Across all patients, forced mid-expiratory flow (FEF_25–75%) was 95 ± 33%, CV was 64 ± 28% and CC was 115 ± 28% (Table 2). CC was abnormal in 13 patients (39%), OC in 9 patients (27%), CV in 2 patients (6%) and FEF_25–75% in 3 patients (9%). FEF_25–75 was normal in patients with smoking history, indicating an absence of small airways damage induced by smoking. RV and CC values were greater (both p = 0.001), whilst OC was lower (p = 0.001) in the lung hyperinflation group (Table 2). In addition, there was a trend for increased volume of phase III in the lung hyperinflation group (p = 0.086) (Table 2).

3.3. Associations with Chronic Dyspnoea

There was a positive correlation between RV/TLC and mMRC (r = 0.444, p = 0.010) and CC (r = 0.772, p = 0.001) and a negative correlation with OC (r = 0.895, p = 0.001) (Figure 1).

4. Discussion

To our knowledge, this is the first study investigating small airways function in patients with long COVID-19 using the single-breath N₂ test. We report that 39% of patients with long COVID-19 presented with small airways dysfunction, as this was defined by increased closing capacity. Premature closure of the small airways was associated with lung hyperinflation, which is a possible pathophysiologic mechanism for post COVID-19 dyspnoea [17].

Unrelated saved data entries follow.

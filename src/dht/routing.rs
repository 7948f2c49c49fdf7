use std::collections::VecDeque;
use std::net::SocketAddr;
use std::time::{Duration, Instant};

use tracing::trace;

use super::node::{Node, NodeId};
use crate::config::{validate_bucket_size, ConfigError};
use crate::constants::DHT_ID_BITS;

/// Buckets with no contact refreshed in this long are refreshed by lookup.
const BUCKET_REFRESH_AGE: Duration = Duration::from_secs(15 * 60);

#[derive(Debug)]
struct Bucket {
    /// Least recently seen at the front.
    nodes: VecDeque<Node>,
    replacement_cache: VecDeque<Node>,
}

impl Bucket {
    fn new(k: usize) -> Self {
        Self {
            nodes: VecDeque::with_capacity(k),
            replacement_cache: VecDeque::with_capacity(k),
        }
    }

    fn position(&self, id: &NodeId) -> Option<usize> {
        self.nodes.iter().position(|n| &n.id == id)
    }

    fn get_mut(&mut self, id: &NodeId) -> Option<&mut Node> {
        self.nodes.iter_mut().find(|n| &n.id == id)
    }

    /// Moves the contact at `pos` to the most-recently-seen end.
    fn move_to_back(&mut self, pos: usize) {
        if let Some(node) = self.nodes.remove(pos) {
            self.nodes.push_back(node);
        }
    }

    fn remove(&mut self, id: &NodeId) -> Option<Node> {
        let removed = self.nodes.remove(self.position(id)?);

        if let Some(replacement) = self.replacement_cache.pop_front() {
            self.nodes.push_back(replacement);
        }

        removed
    }

    fn push_replacement(&mut self, node: Node, k: usize) {
        self.replacement_cache.retain(|n| n.id != node.id);
        if self.replacement_cache.len() >= k {
            self.replacement_cache.pop_front();
        }
        self.replacement_cache.push_back(node);
    }

    /// Drops the least recently seen questionable contact, if there is one.
    fn evict_questionable(&mut self, now: Instant) -> Option<Node> {
        let pos = self.nodes.iter().position(|n| n.is_questionable_at(now))?;
        self.nodes.remove(pos)
    }
}

/// Kademlia routing table keyed by XOR distance from the local id.
///
/// The table starts with a single bucket covering the whole keyspace. When
/// the last bucket is full it splits: a new bucket is appended and every
/// contact sharing more than `last_index` leading bits with the local id
/// moves into it. Buckets are never merged and there are at most 160.
///
/// Mutating methods take `&mut self`; the DHT node wraps the table in a lock
/// and hands out copies to outside readers.
#[derive(Debug)]
pub struct RoutingTable {
    our_id: NodeId,
    k: usize,
    buckets: Vec<Bucket>,
}

impl RoutingTable {
    pub fn new(our_id: NodeId, k: usize) -> Result<Self, ConfigError> {
        validate_bucket_size(k)?;

        Ok(Self {
            our_id,
            k,
            buckets: vec![Bucket::new(k)],
        })
    }

    pub fn our_id(&self) -> &NodeId {
        &self.our_id
    }

    pub fn k(&self) -> usize {
        self.k
    }

    fn bucket_index(&self, id: &NodeId) -> usize {
        self.our_id
            .shared_prefix_len(id)
            .min(self.buckets.len() - 1)
    }

    /// Inserts or refreshes a contact.
    ///
    /// Returns `false` for the local id, and when the owning bucket is full,
    /// cannot split and holds no questionable contact; the contact then goes
    /// to that bucket's replacement cache.
    pub fn add_node(&mut self, id: NodeId, addr: SocketAddr) -> bool {
        self.add_node_at(id, addr, Instant::now())
    }

    pub fn add_node_at(&mut self, id: NodeId, addr: SocketAddr, now: Instant) -> bool {
        if id == self.our_id {
            return false;
        }

        loop {
            let idx = self.bucket_index(&id);
            let is_last = idx == self.buckets.len() - 1;
            let can_split = is_last && self.buckets.len() < DHT_ID_BITS;
            let k = self.k;
            let bucket = &mut self.buckets[idx];

            if let Some(pos) = bucket.position(&id) {
                if let Some(node) = bucket.nodes.get_mut(pos) {
                    node.addr = addr;
                    node.last_seen = now;
                }
                bucket.move_to_back(pos);
                return true;
            }

            if bucket.nodes.len() < k {
                bucket.nodes.push_back(Node::seen_at(id, addr, now));
                return true;
            }

            if can_split {
                self.split_last();
                continue;
            }

            if let Some(evicted) = bucket.evict_questionable(now) {
                trace!(evicted = %evicted.id, added = %id, "replaced questionable contact");
                bucket.nodes.push_back(Node::seen_at(id, addr, now));
                return true;
            }

            bucket.push_replacement(Node::seen_at(id, addr, now), k);
            return false;
        }
    }

    fn split_last(&mut self) {
        let last = self.buckets.len() - 1;
        let our_id = self.our_id;
        let mut new_bucket = Bucket::new(self.k);
        let old = &mut self.buckets[last];

        let (stay, moved): (VecDeque<Node>, VecDeque<Node>) = old
            .nodes
            .drain(..)
            .partition(|n| our_id.shared_prefix_len(&n.id) == last);
        old.nodes = stay;
        new_bucket.nodes = moved;

        let (stay, moved): (VecDeque<Node>, VecDeque<Node>) = old
            .replacement_cache
            .drain(..)
            .partition(|n| our_id.shared_prefix_len(&n.id) == last);
        old.replacement_cache = stay;
        new_bucket.replacement_cache = moved;

        trace!(
            bucket = last,
            kept = old.nodes.len(),
            moved = new_bucket.nodes.len(),
            "split routing bucket"
        );
        self.buckets.push(new_bucket);
    }

    pub fn remove_node(&mut self, id: &NodeId) -> Option<Node> {
        let idx = self.bucket_index(id);
        self.buckets[idx].remove(id)
    }

    /// Records a response from `id`. Returns `false` if the contact is unknown.
    pub fn mark_good(&mut self, id: &NodeId) -> bool {
        self.mark_good_at(id, Instant::now())
    }

    pub fn mark_good_at(&mut self, id: &NodeId, now: Instant) -> bool {
        let idx = self.bucket_index(id);
        let bucket = &mut self.buckets[idx];

        match bucket.position(id) {
            Some(pos) => {
                if let Some(node) = bucket.nodes.get_mut(pos) {
                    node.mark_good(now);
                }
                bucket.move_to_back(pos);
                true
            }
            None => false,
        }
    }

    /// Records a failed exchange with `id`.
    ///
    /// The contact is evicted past the failure ceiling, or as soon as it is
    /// no longer good while a replacement is waiting for its slot.
    pub fn mark_bad(&mut self, id: &NodeId) {
        self.mark_bad_at(id, Instant::now())
    }

    pub fn mark_bad_at(&mut self, id: &NodeId, now: Instant) {
        let idx = self.bucket_index(id);
        let bucket = &mut self.buckets[idx];
        let has_replacement = !bucket.replacement_cache.is_empty();

        if let Some(node) = bucket.get_mut(id) {
            node.mark_bad();

            if node.is_bad() || (has_replacement && !node.is_good_at(now)) {
                trace!(node = %id, fails = node.fail_count, "evicting failed contact");
                bucket.remove(id);
            }
        }
    }

    /// Removes contacts idle for longer than `max_age`. Returns how many were removed.
    pub fn cleanup_stale(&mut self, max_age: Duration) -> usize {
        self.cleanup_stale_at(max_age, Instant::now())
    }

    pub fn cleanup_stale_at(&mut self, max_age: Duration, now: Instant) -> usize {
        let is_stale = |n: &Node| now.saturating_duration_since(n.last_seen) > max_age;
        let mut removed = 0;

        for bucket in &mut self.buckets {
            let before = bucket.nodes.len();
            bucket.nodes.retain(|n| !is_stale(n));
            bucket.replacement_cache.retain(|n| !is_stale(n));
            removed += before - bucket.nodes.len();

            while bucket.nodes.len() < self.k {
                match bucket.replacement_cache.pop_front() {
                    Some(replacement) => bucket.nodes.push_back(replacement),
                    None => break,
                }
            }
        }

        removed
    }

    /// The `count` good contacts closest to `target`, nearest first.
    pub fn find_closest_nodes(&self, target: &NodeId, count: usize) -> Vec<Node> {
        self.find_closest_nodes_at(target, count, Instant::now())
    }

    pub fn find_closest_nodes_at(&self, target: &NodeId, count: usize, now: Instant) -> Vec<Node> {
        let mut nodes: Vec<Node> = self
            .buckets
            .iter()
            .flat_map(|b| b.nodes.iter())
            .filter(|n| n.is_good_at(now))
            .cloned()
            .collect();

        // stable: equal distances keep table order
        nodes.sort_by_cached_key(|n| n.id.distance(target));
        nodes.truncate(count);
        nodes
    }

    /// Contacts that are no longer good and should be pinged.
    pub fn questionable_nodes_at(&self, now: Instant) -> Vec<Node> {
        self.buckets
            .iter()
            .flat_map(|b| b.nodes.iter())
            .filter(|n| n.is_questionable_at(now))
            .cloned()
            .collect()
    }

    pub fn node_count(&self) -> usize {
        self.buckets.iter().map(|b| b.nodes.len()).sum()
    }

    pub fn bucket_count(&self) -> usize {
        self.buckets.len()
    }

    pub fn bucket_occupancy(&self) -> Vec<usize> {
        self.buckets.iter().map(|b| b.nodes.len()).collect()
    }

    pub fn replacement_count(&self) -> usize {
        self.buckets.iter().map(|b| b.replacement_cache.len()).sum()
    }

    pub fn all_nodes(&self) -> Vec<Node> {
        self.buckets
            .iter()
            .flat_map(|b| b.nodes.iter().cloned())
            .collect()
    }

    pub fn find_node(&self, id: &NodeId) -> Option<Node> {
        let idx = self.bucket_index(id);
        self.buckets[idx].nodes.iter().find(|n| &n.id == id).cloned()
    }

    /// Indices of buckets whose most recently seen contact is older than the refresh age.
    pub fn stale_buckets(&self) -> Vec<usize> {
        let now = Instant::now();

        self.buckets
            .iter()
            .enumerate()
            .filter(|(_, b)| {
                b.nodes
                    .back()
                    .is_some_and(|n| now.saturating_duration_since(n.last_seen) > BUCKET_REFRESH_AGE)
            })
            .map(|(i, _)| i)
            .collect()
    }
}
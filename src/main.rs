use std::net::SocketAddr;

use anyhow::{bail, Context, Result};
use clap::Parser;
use tokio::time::{self, Duration};
use tracing::{info, warn};
use tracing_subscriber::{fmt, EnvFilter};

use swarmseed::config::{DhtConfig, SessionConfig, TrackerConfig};
use swarmseed::session::Session;

fn parse_info_hash(s: &str) -> Result<[u8; 20]> {
    let bytes = hex::decode(s).context("info-hash must be hex")?;
    if bytes.len() != 20 {
        bail!("info-hash must be 40 hex characters (20 bytes)");
    }
    let mut hash = [0u8; 20];
    hash.copy_from_slice(&bytes);
    Ok(hash)
}

#[derive(Parser, Debug)]
#[command(name = "swarmseed")]
#[command(author, version, about, long_about = None)]
struct Args {
    /// Info-hashes to announce, as hex.
    #[arg(required = true, value_parser = parse_info_hash)]
    info_hashes: Vec<[u8; 20]>,

    /// Port peers should connect to.
    #[arg(short, long, default_value = "6881")]
    port: u16,

    /// Tracker announce URL (http, https or udp). May be repeated.
    #[arg(short, long = "tracker", value_name = "URL")]
    trackers: Vec<String>,

    /// Local address of the DHT node.
    #[arg(short, long, default_value = "0.0.0.0:6881")]
    bind: SocketAddr,

    /// DHT router as host:port. Replaces the built-in list when given.
    #[arg(short = 'B', long = "bootstrap", value_name = "HOST:PORT")]
    bootstrap: Vec<String>,

    /// Run trackers only.
    #[arg(long)]
    no_dht: bool,

    /// Use the UDP tracker connect handshake.
    #[arg(long)]
    udp_connect: bool,

    /// Seconds between announce rounds.
    #[arg(short, long, default_value = "1800")]
    interval: u64,
}

impl Args {
    fn session_config(&self) -> SessionConfig {
        let dht = (!self.no_dht).then(|| {
            let mut dht = DhtConfig {
                bind_addr: self.bind,
                ..DhtConfig::default()
            };
            if !self.bootstrap.is_empty() {
                dht.bootstrap_nodes = self.bootstrap.clone();
            }
            dht
        });

        SessionConfig {
            dht,
            tracker: TrackerConfig {
                udp_connect: self.udp_connect,
                ..TrackerConfig::default()
            },
        }
    }
}

#[tokio::main]
async fn main() -> Result<()> {
    let args = Args::parse();

    let filter = EnvFilter::try_from_default_env().unwrap_or_else(|_| EnvFilter::new("info"));

    fmt()
        .with_env_filter(filter)
        .with_target(true)
        .with_writer(std::io::stderr)
        .init();

    let session = Session::new(args.session_config())
        .await
        .context("failed to start session")?;

    if let Some(dht) = session.dht() {
        let addr = dht.node().local_addr().context("DHT socket has no address")?;
        info!("DHT node {} listening on {}", dht.node().local_id(), addr);
    }

    for info_hash in &args.info_hashes {
        session
            .start_discovery(*info_hash, args.port, &args.trackers)
            .await
            .with_context(|| format!("failed to start discovery for {}", hex::encode(info_hash)))?;
    }

    let mut interval = time::interval(Duration::from_secs(args.interval.max(1)));
    interval.tick().await;

    loop {
        tokio::select! {
            _ = tokio::signal::ctrl_c() => {
                info!("Received shutdown signal, exiting gracefully");
                break;
            }
            _ = interval.tick() => {
                for info_hash in &args.info_hashes {
                    match session.announce(*info_hash, 0, 0, 0).await {
                        Ok(true) => {}
                        Ok(false) => warn!(info_hash = %hex::encode(info_hash), "no tracker accepted the announce"),
                        Err(e) => warn!(error = %e, "announce failed"),
                    }

                    let stats = session.get_stats(info_hash).unwrap_or_default();
                    info!(
                        info_hash = %hex::encode(info_hash),
                        peers = session.get_peers(info_hash).len(),
                        seeders = stats.seeders,
                        leechers = stats.leechers,
                        interval = stats.interval,
                        "swarm snapshot"
                    );
                }
            }
        }
    }

    session.shutdown().await;
    Ok(())
}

CT abnormalities were observed in a significant number of patients immediately after recovery and/or hospital discharge [16,30,31] as well as months following infection from SARS-CoV-2 [15,32]. In the chest CT scans of previously hospitalised patients with COVID-19, the mosaic pattern was evident, which was compatible with air trapping and hyperinflation and presented a strong correlation with the RV/TLC ratio [30]. In the same study, it was demonstrated that air trapping persisted for more than 6 months [30]. All the aforementioned studies suggested the presence of SAD in lung imaging. In our study, patients presented with marginally reduced DLco values, which could signify the absence of significant pathologic imaging findings from the lung parenchyma.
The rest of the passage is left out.